In a recent study published in JAMA Network Open, researchers examined cerebrospinal fluid (CSF) markers of neuroinflammation in individuals with post-coronavirus disease 2019 (COVID-19) condition (PCC) and neuropsychiatric symptoms.
PCC, also known as long COVID, represents a diverse group of symptoms that last for months post-acute COVID-19. Some individuals with PCC have neuropsychiatric symptoms (neuro-PCC), and the underlying mechanisms are poorly understood. CSF provides a means to evaluate neuropathology, given that it circulates the central nervous system (CNS) and serves as a window to the brain.
Research Letter: Self-Reported Neuropsychiatric PostCOVID-19 Condition and CSF Markers of Neuroinflammation. Image Credit:Donkeyworx/ Shutterstock
In the present study, researchers assessed CSF markers of neuroinflammation in people with neuro-PCC and COVID-19-nave individuals. Neuro-PCC subjects were recruited to the COVID Mind Study if they reported neuropsychiatric symptoms three months after COVID-19. Asymptomatic individuals recruited before 2020 (pre-COVID-19) served as controls.
The control group also included a COVID-19-nave participant recruited in 2022, with laboratory evidence supporting the seronegative status. Individuals with a history of immunocompromising conditions and psychiatric or neurologic illness and those taking immunosuppressive medications were excluded.
Data on COVID-19 test dates/results and vaccination were obtained from medical records and interviews. Participants provided consent for blood sampling and lumbar puncture. CSF and plasma were evaluated using a multiplex cytokine laser bead assay. Enzyme-linked immunosorbent assay (ELISA) was used to measure neopterin (microglia activation marker).
Ethnicity and race were self-reported by participants. Group comparisons for clinical and demographic data were performed using t-tests, while a two-proportion z-test was used for comparisons of race. Mann-Whitney tests were used to compare cytokine data between controls and neuro-PCC subjects, controlling for false discovery rates.

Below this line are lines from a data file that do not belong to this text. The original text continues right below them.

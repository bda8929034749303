// Copyright 2025 Umberto Gotti <umberto.gotti@umbertogotti.dev>
// Licensed under the Apache License, Version 2.0
// http://www.apache.org/licenses/LICENSE-2.0

use core::fmt::Debug;
use core::future::Future;
use core::ops::{Add, Sub};
use core::time::Duration;

/// Source of sleeps and monotonic instants.
///
/// `sleep_future` must not block the calling thread: it returns a future that resolves once
/// `duration` has elapsed on the timer's clock.
pub trait Timer: Clone + Send + Sync + Debug + 'static {
    type Sleep: Future<Output = ()> + Send;

    type Instant: Copy
        + Debug
        + Ord
        + Send
        + Sync
        + Add<Duration, Output = Self::Instant>
        + Sub<Self::Instant, Output = Duration>;

    fn sleep_future(&self, duration: Duration) -> Self::Sleep;

    fn now(&self) -> Self::Instant;
}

The study included 37 individuals with neuro-PCC and 22 controls. Neuro-PCC subjects tested positive for COVID-19 from March 2020 to July 2022. Most individuals with neuro-PCC were White (78.4%) and female (73%). Only four participants (11%) in the neuro-PCC group were vaccinated at the time of infection, while 89% remained non-vaccinated. However, 46% were partially or fully vaccinated at the PCC study visit.
A majority of neuro-PCC participants had acute disease when severe acute respiratory syndrome coronavirus 2 (SARS-CoV-2) Alpha was the predominant variant. Cognitive impairment, brain fog, and excess fatigue were the most common PCC symptoms. The neuro-PCC group did not exhibit elevated protein levels and white blood cell counts. Moreover, the CSF-to-blood albumin ratio, which changes during the breakdown of the blood-brain barrier, was not elevated in the neuro-PCC group.
There was no evidence of intrathecal production of immunoglobulins. However, interleukin-6 (IL-6) and monocyte chemoattractant protein-1 were reduced, while tumor necrosis factor-alpha levels were elevated in the CSF of neuro-PCC subjects relative to controls, albeit not statistically significant when accounted for multiple comparisons. Besides, other chemokines and cytokines in the plasma or CSF were not significantly different. Furthermore, neopterin levels were not elevated in neuro-PCC subjects.
Taken together, the study did not find evidence of neuroinflammation and blood-brain barrier dysfunction in participants with neuro-PCC relative to control participants. The findings suggest persistent CNS immune activation does not drive neurologic long COVID. The studys limitations were the small sample size, increased rates of alcohol use and smoking, reduced rates of antidepressants among controls, and discrepancies in the race and gender of neuro-PCC subjects relative to controls.